Wherever the word "ProcessingReport" occurs in the lines below, copy the whole line.
Supplied data below:
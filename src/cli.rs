use crate::{
    constants::*,
    core::engine::CorrectionPolicy,
    io::vcf_writer::{OutputType, VcfWriter},
};
use anyhow::anyhow;
use chrono::Datelike;
use clap::{ArgAction, Parser, Subcommand};
use env_logger::fmt::Color;
use log::{Level, LevelFilter};
use once_cell::sync::Lazy;
use std::{
    io::Write,
    path::{Path, PathBuf},
};

/// Full version string including the crate version and git description.
///
/// # Examples
/// * `0.1.0-1ba958a-dirty` - while on a dirty branch
/// * `0.1.0-1ba958a` - with a fresh commit
pub static FULL_VERSION: Lazy<String> = Lazy::new(|| {
    let git_describe = env!("VERGEN_GIT_DESCRIBE");
    if git_describe.is_empty() {
        env!("CARGO_PKG_VERSION").to_string()
    } else {
        format!("{}-{}", env!("CARGO_PKG_VERSION"), git_describe)
    }
});

#[derive(Parser, Debug)]
#[command(name="vcfclean",
          author="Tom Mokveld <tmokveld@pacificbiosciences.com>",
          version=&**FULL_VERSION,
          about="VCF reference allele checker and strand-flip corrector",
          long_about = None,
          after_help = format!("Copyright (C) 2004-{}     Pacific Biosciences of California, Inc.
          This program comes with ABSOLUTELY NO WARRANTY; it is intended for
          Research Use Only and not for use in diagnostic procedures.", chrono::Utc::now().year()),
          help_template = "{name} {version}\n{author}{about-section}\n{usage-heading}\n    {usage}\n\n{all-args}{after-help}",
          )]
pub struct Cli {
    #[command(subcommand)]
    pub command: Command,

    /// Specify multiple times to increase verbosity level (e.g., -vv for more verbosity)
    #[arg(
        short = 'v',
        long = "verbose",
        action = ArgAction::Count,
        global = true
    )]
    pub verbosity: u8,
}

#[derive(Subcommand, Debug)]
pub enum Command {
    Clean(CleanArgs),
}

impl Command {
    pub fn name(&self) -> &'static str {
        match self {
            Command::Clean(_) => "clean",
        }
    }
}

#[derive(Parser, Debug, Clone)]
#[command(arg_required_else_help(true))]
pub struct CleanArgs {
    /// FASTA file holding exactly one reference sequence (may be gzipped)
    #[arg(
        short = 'r',
        long = "reference",
        value_name = "FASTA",
        value_parser = check_file_exists
    )]
    pub reference: PathBuf,

    /// VCF file to check [default: standard input]
    #[arg(long = "vcf", value_name = "VCF", value_parser = check_file_exists)]
    pub vcf: Option<PathBuf>,

    /// Write output to a file [default: standard output]
    #[arg(
        short = 'o',
        long = "output",
        value_name = "FILE",
        value_parser = check_prefix_path
    )]
    pub output: Option<String>,

    /// How to handle records whose REF does not match the reference
    #[arg(long = "policy", value_name = "POLICY", value_enum, default_value_t = DEFAULT_POLICY)]
    pub policy: CorrectionPolicy,

    /// Output type: v|z, v: uncompressed VCF, z: BGZF-compressed VCF
    #[arg(
        short = 'O',
        long = "output-type",
        value_name = "OUTPUT_TYPE",
        value_parser = clean_validate_output_type,
        help_heading = "Advanced"
    )]
    pub output_type: Option<OutputType>,

    /// Build a tabix index for BGZF-compressed file output
    #[arg(
        long = "write-index",
        help_heading = "Advanced",
        default_value_t = DEFAULT_WRITE_INDEX
    )]
    pub write_index: bool,
}

impl CleanArgs {
    pub fn validate(&self) -> crate::utils::util::Result<()> {
        if self.write_index
            && VcfWriter::output_index_spec_for_target(self.output_type, self.output.as_deref())
                .is_none()
        {
            return Err(crate::vcfclean_error!(
                "--write-index requires BGZF-compressed file output (-o FILE.vcf.gz or -O z)"
            ));
        }
        Ok(())
    }
}

/// Initializes the verbosity level for logging based on the command-line arguments.
///
/// # Arguments
///
/// * `args` - A reference to the parsed command-line arguments.
pub fn init_verbose(args: &Cli) {
    let filter_level: LevelFilter = match args.verbosity {
        0 => LevelFilter::Info,
        1 => LevelFilter::Debug,
        _ => LevelFilter::Trace,
    };

    env_logger::Builder::from_default_env()
        .format(|buf, record| {
            let level = record.level();
            let mut style = buf.style();
            match record.level() {
                Level::Error => style.set_color(Color::Red),
                Level::Warn => style.set_color(Color::Yellow),
                Level::Info => style.set_color(Color::Green),
                Level::Debug => style.set_color(Color::Blue),
                Level::Trace => style.set_color(Color::Cyan),
            };

            writeln!(
                buf,
                "{} [{}] {} - {}",
                chrono::Local::now().format("%Y-%m-%d %H:%M:%S"),
                style.value(level),
                record.module_path().unwrap_or("unknown_module"),
                record.args()
            )
        })
        .filter_level(filter_level)
        .init();
}

/// Checks if the provided file path exists.
///
/// # Arguments
///
/// * `s` - A string slice representing the file path to check.
///
/// # Returns
///
/// Returns a `Result<PathBuf>` which is Ok if the file exists, or an Err with a descriptive message if not.
fn check_file_exists(s: &str) -> anyhow::Result<PathBuf> {
    let path = Path::new(s);
    if !path.exists() {
        return Err(anyhow!("File does not exist: {}", path.display()));
    }
    Ok(path.to_path_buf())
}

fn check_prefix_path(s: &str) -> anyhow::Result<String> {
    let path = Path::new(s);
    if let Some(parent_dir) = path.parent() {
        if !parent_dir.as_os_str().is_empty() && !parent_dir.exists() {
            return Err(anyhow!("Path does not exist: {}", parent_dir.display()));
        }
    }
    Ok(s.to_string())
}

fn clean_validate_output_type(s: &str) -> anyhow::Result<OutputType> {
    match s {
        "v" => Ok(OutputType::Vcf),
        "z" => Ok(OutputType::BgzfVcf),
        _ => Err(anyhow!("Invalid output type: {}. Must be one of v, z.", s)),
    }
}

#[cfg(test)]
mod tests {
    use super::*;
    use tempfile::NamedTempFile;

    fn parse_clean_args(args: &[&str]) -> CleanArgs {
        let parsed = Cli::try_parse_from(args).expect("CLI parse should succeed");
        let Command::Clean(args) = parsed.command;
        args
    }

    #[test]
    fn test_clean_defaults() {
        let fasta = NamedTempFile::new().unwrap();
        let fasta_path = fasta.path().to_str().unwrap();
        let args = parse_clean_args(&["vcfclean", "clean", "-r", fasta_path]);
        assert_eq!(args.reference, fasta.path());
        assert!(args.vcf.is_none());
        assert!(args.output.is_none());
        assert!(args.output_type.is_none());
        assert_eq!(args.policy, CorrectionPolicy::FlipThenSkip);
        assert!(!args.write_index);
        assert!(args.validate().is_ok());
    }

    #[test]
    fn test_clean_policy_and_output_type() {
        let fasta = NamedTempFile::new().unwrap();
        let vcf = NamedTempFile::new().unwrap();
        let args = parse_clean_args(&[
            "vcfclean",
            "clean",
            "--reference",
            fasta.path().to_str().unwrap(),
            "--vcf",
            vcf.path().to_str().unwrap(),
            "--policy",
            "skip-only",
            "-O",
            "z",
        ]);
        assert_eq!(args.policy, CorrectionPolicy::SkipOnly);
        assert_eq!(args.output_type, Some(OutputType::BgzfVcf));
        assert_eq!(args.vcf.as_deref(), Some(vcf.path()));
    }

    #[test]
    fn test_verbosity_is_global() {
        let fasta = NamedTempFile::new().unwrap();
        let parsed = Cli::try_parse_from([
            "vcfclean",
            "clean",
            "-r",
            fasta.path().to_str().unwrap(),
            "-vv",
        ])
        .unwrap();
        assert_eq!(parsed.verbosity, 2);
        assert_eq!(parsed.command.name(), "clean");
    }

    #[test]
    fn test_missing_reference_is_rejected() {
        assert!(Cli::try_parse_from(["vcfclean", "clean", "-r", "/nonexistent/ref.fa"]).is_err());
        assert!(Cli::try_parse_from(["vcfclean", "clean", "--vcf", "in.vcf"]).is_err());
    }

    #[test]
    fn test_invalid_policy_and_output_type_are_rejected() {
        let fasta = NamedTempFile::new().unwrap();
        let fasta_path = fasta.path().to_str().unwrap();
        assert!(
            Cli::try_parse_from(["vcfclean", "clean", "-r", fasta_path, "--policy", "flip"])
                .is_err()
        );
        assert!(Cli::try_parse_from(["vcfclean", "clean", "-r", fasta_path, "-O", "b"]).is_err());
    }

    #[test]
    fn test_write_index_requires_bgzf_file_output() {
        let fasta = NamedTempFile::new().unwrap();
        let fasta_path = fasta.path().to_str().unwrap();

        let args = parse_clean_args(&["vcfclean", "clean", "-r", fasta_path, "--write-index"]);
        assert!(args.validate().is_err());

        let args = parse_clean_args(&[
            "vcfclean",
            "clean",
            "-r",
            fasta_path,
            "-o",
            "out.vcf",
            "--write-index",
        ]);
        assert!(args.validate().is_err());

        let args = parse_clean_args(&[
            "vcfclean",
            "clean",
            "-r",
            fasta_path,
            "-o",
            "out.vcf.gz",
            "--write-index",
        ]);
        assert!(args.validate().is_ok());
    }
}
use super::engine::CorrectionPolicy;
use crate::utils::util::format_number_with_commas;
use std::fmt;

/// Per-run accounting of the data lines seen by the engine.
#[derive(Debug, Clone, Copy, PartialEq, Eq)]
pub struct ProcessingReport {
    pub policy: CorrectionPolicy,
    pub record_count: u64,
    pub skip_count: u64,
    pub flip_count: u64,
}

impl ProcessingReport {
    pub fn new(policy: CorrectionPolicy) -> Self {
        Self {
            policy,
            record_count: 0,
            skip_count: 0,
            flip_count: 0,
        }
    }

    /// Records that matched the reference as declared.
    pub fn matched(&self) -> u64 {
        self.record_count - self.skip_count - self.flip_count
    }
}

impl fmt::Display for ProcessingReport {
    fn fmt(&self, f: &mut fmt::Formatter<'_>) -> fmt::Result {
        match self.policy {
            CorrectionPolicy::SkipOnly => write!(
                f,
                "Skipped {} out of {} records",
                format_number_with_commas(self.skip_count),
                format_number_with_commas(self.record_count)
            ),
            CorrectionPolicy::FlipThenSkip => write!(
                f,
                "Skipped {} and flipped {} out of {} records",
                format_number_with_commas(self.skip_count),
                format_number_with_commas(self.flip_count),
                format_number_with_commas(self.record_count)
            ),
        }
    }
}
End of Supplied data.
● **Written solution**:
pub struct ProcessingReport {
impl ProcessingReport {
impl fmt::Display for ProcessingReport {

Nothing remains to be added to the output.